Oui mais on observe depuis 1945, que notre Planète n’a pas connu un seul  jour de paix, avec un Occident lancé pour certains, dans des sordides guerres de décolnisation, grand donneur  de leçons  de «  valeur et de civisation »… « en même temps » en pôle position pour la fabrication d’armes de guerre qu'il faut vendre ,aux fins d' améliorer un commerce extérieur vacillant, fervent  soutien d’un PIB -produit intérieur brute- en difficulté…

Alors la Paix n’est pas pour demain, cet Occident continuera sa politique impérialiste  et expantionniste, par l’occupation insidieuse ici et là, de territoires pouvant assurer sa domination et son économie…

... avec cette nouvelle application stratégique nébuleuse politico-militaire…le Terrorisme qui plonge les masses  indo-européennes dans la peur, et bien entendu les frappes aériennes, avec ces inévitables dégâts collatéraux, frappant les populations civiles du Sud... sans protection nucléaire

Mais voilà, qu’en toute chose il faut considérer la fin, et  donc  demain, les damnés de la terre auront du grain à moudre pour triompher sans scrupule

L’Accord de Cotonou

 

Signé le 23 juin 2000 dans la capitale économique du Bénin, après l'expiration de la convention de Lomé, l’accord de Cotonou marque le renouveau de la coopération entre l'Union européenne et les États d'Afrique, Caraïbe et Pacifique , ACP.

Conclu pour 20 ans, cet accord, qui sera révisé tous les 5 ans, réunit les 79 États du groupe ACP et les 27 pays de l'Union européenne, soit une population totale de plus de 700 millions de personnes

Axes et objectifs

Entré en vigueur depuis le 1er avril 2003, l'accord de Cotonou a pour objectif de rétablir les équilibres macro-économiques, de développer le secteur privé, d'améliorer les services sociaux, de favoriser l'intégration régionale, de promouvoir l'égalité des chances hommes-femmes, de protéger l'environnement et d'abolir de manière progressive et réciproque les entraves aux échanges commerciaux.
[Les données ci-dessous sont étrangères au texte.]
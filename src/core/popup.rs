//! Blocking modal popup.
//!
//! The facade picks a button layout and maps the host's raw result code.
//! Only codes 1 (OK) and 2 (Cancel) have names; anything else the host
//! returns is carried through unchanged as [`PopupResult::Other`].

use serde::Serialize;

use crate::error::Result;

pub const CODE_OK: i32 = 1;
pub const CODE_CANCEL: i32 = 2;

#[derive(Debug, Clone, Copy, PartialEq, Eq, Serialize)]
#[serde(rename_all = "snake_case")]
pub enum ButtonLayout {
    /// A single acknowledgement button.
    Ok,
    /// Acknowledgement plus cancel.
    OkCancel,
}

impl ButtonLayout {
    pub fn for_cancel(has_cancel_button: bool) -> Self {
        if has_cancel_button {
            ButtonLayout::OkCancel
        } else {
            ButtonLayout::Ok
        }
    }

    pub fn has_cancel(&self) -> bool {
        matches!(self, ButtonLayout::OkCancel)
    }
}

#[derive(Debug, Clone, Copy, PartialEq, Eq)]
pub enum PopupResult {
    Ok,
    Cancel,
    Other(i32),
}

impl PopupResult {
    pub fn from_code(code: i32) -> Self {
        match code {
            CODE_OK => PopupResult::Ok,
            CODE_CANCEL => PopupResult::Cancel,
            other => PopupResult::Other(other),
        }
    }

    pub fn code(&self) -> i32 {
        match self {
            PopupResult::Ok => CODE_OK,
            PopupResult::Cancel => CODE_CANCEL,
            PopupResult::Other(code) => *code,
        }
    }

    pub fn as_str(&self) -> &'static str {
        match self {
            PopupResult::Ok => "ok",
            PopupResult::Cancel => "cancel",
            PopupResult::Other(_) => "other",
        }
    }
}

/// A host capability that shows a modal dialog and blocks until dismissed.
pub trait DialogService {
    /// Show the dialog and return the host's raw result code.
    fn show(&self, message: &str, title: &str, layout: ButtonLayout) -> Result<i32>;
}

impl<D: DialogService + ?Sized> DialogService for &D {
    fn show(&self, message: &str, title: &str, layout: ButtonLayout) -> Result<i32> {
        (**self).show(message, title, layout)
    }
}

impl<D: DialogService + ?Sized> DialogService for Box<D> {
    fn show(&self, message: &str, title: &str, layout: ButtonLayout) -> Result<i32> {
        (**self).show(message, title, layout)
    }
}

pub fn show_popup<D: DialogService>(
    service: &D,
    message: &str,
    title: &str,
    has_cancel_button: bool,
) -> Result<PopupResult> {
    let layout = ButtonLayout::for_cancel(has_cancel_button);
    let code = service.show(message, title, layout)?;
    Ok(PopupResult::from_code(code))
}

#[cfg(test)]
mod tests {
    use super::*;
    use crate::error::Error;
    use std::cell::RefCell;

    /// Records what it was asked to show and presses a scripted button.
    struct ScriptedDialog {
        press: Option<i32>,
        seen: RefCell<Vec<(String, String, ButtonLayout)>>,
    }

    impl ScriptedDialog {
        fn pressing(code: i32) -> Self {
            Self {
                press: Some(code),
                seen: RefCell::new(Vec::new()),
            }
        }

        fn unavailable() -> Self {
            Self {
                press: None,
                seen: RefCell::new(Vec::new()),
            }
        }
    }

    impl DialogService for ScriptedDialog {
        fn show(&self, message: &str, title: &str, layout: ButtonLayout) -> Result<i32> {
            self.seen
                .borrow_mut()
                .push((message.to_string(), title.to_string(), layout));
            match self.press {
                Some(CODE_CANCEL) if !layout.has_cancel() => {
                    panic!("cancel pressed on a dialog without a cancel button")
                }
                Some(code) => Ok(code),
                None => Err(Error::capability_unavailable("native dialog service", vec![])),
            }
        }
    }

    #[test]
    fn single_button_dialog_yields_ok() {
        let dialog = ScriptedDialog::pressing(CODE_OK);

        let result = show_popup(&dialog, "Saved", "Info", false).unwrap();

        assert_eq!(result, PopupResult::Ok);
        assert_eq!(
            dialog.seen.borrow()[0],
            ("Saved".to_string(), "Info".to_string(), ButtonLayout::Ok)
        );
    }

    #[test]
    fn cancel_layout_maps_both_buttons() {
        let ok = ScriptedDialog::pressing(CODE_OK);
        assert_eq!(show_popup(&ok, "Go?", "Deploy", true).unwrap(), PopupResult::Ok);
        assert_eq!(ok.seen.borrow()[0].2, ButtonLayout::OkCancel);

        let cancel = ScriptedDialog::pressing(CODE_CANCEL);
        assert_eq!(
            show_popup(&cancel, "Go?", "Deploy", true).unwrap(),
            PopupResult::Cancel
        );
    }

    #[test]
    fn unknown_codes_pass_through() {
        let dialog = ScriptedDialog::pressing(7);
        let result = show_popup(&dialog, "m", "t", true).unwrap();
        assert_eq!(result, PopupResult::Other(7));
        assert_eq!(result.code(), 7);
        assert_eq!(result.as_str(), "other");
    }

    #[test]
    fn missing_capability_is_an_error_not_cancel() {
        let dialog = ScriptedDialog::unavailable();
        let err = show_popup(&dialog, "m", "t", true).unwrap_err();
        assert_eq!(err.code, crate::ErrorCode::CapabilityUnavailable);
    }

    #[test]
    fn codes_round_trip_for_named_results() {
        assert_eq!(PopupResult::from_code(1).code(), 1);
        assert_eq!(PopupResult::from_code(2).code(), 2);
        assert_eq!(PopupResult::from_code(0), PopupResult::Other(0));
    }

    #[test]
    fn boxed_services_dispatch() {
        let dialog: Box<dyn DialogService> = Box::new(ScriptedDialog::pressing(CODE_OK));
        assert_eq!(show_popup(&dialog, "m", "t", false).unwrap(), PopupResult::Ok);
    }
}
Les accords de partenariat économique , APE, en cours de négociation, renforcent l'abaissement des barrières douanières prévues par cet accord.

L’accord de Cotonou comprend cinq axes.

1) En conformité avec les prescriptions de l’Organisation mondiale du commerce , OMC, il vise désormais prioritairement à intégrer les pays ACP dans l’économie mondiale en libéralisant les échanges.

L’accord met notamment fin au Stabex et au Sysmin, mécanismes de stabilisation des prix qui garantissaient les recettes des exportations des pays ACP pour les produits agricoles , Stabex et pour les produits miniers , Sysmin, du moins sous les formes qui étaient les leurs depuis 1975. L'aide se voit ainsi conditionnée.

2) L’aide n’est plus automatique et dépend de la réalisation de performances , réformes institutionnelles, utilisation des ressources, réduction de la pauvreté, mesures de développement durable. Chaque pays dispose d’une enveloppe qui couvre l’aide programmée sur la base d’une stratégie de coopération nationale ,SCN.

3) La lutte contre la pauvreté, objectif central de l’accord, mêle les dimensions politiques , coopération régionale, économiques, développement du secteur privé, réformes structurelles et sectorielles, sociales ,jeunes, égalité des chances, culturelles et environnementales de chaque pays.

4) Les populations concernées doivent être informées et consultées afin d’accroître la participation des acteurs économiques, sociaux et associatifs locaux à la mise en œuvre des projets.

5) Un  dialogue politique est prévu sur toutes les questions d’intérêt mutuel, aussi bien au niveau national, régional ou du groupe ACP. Des procédures sont instituées en cas de violation des droits de l’homme ou de corruption, notamment la suspension de l’aide.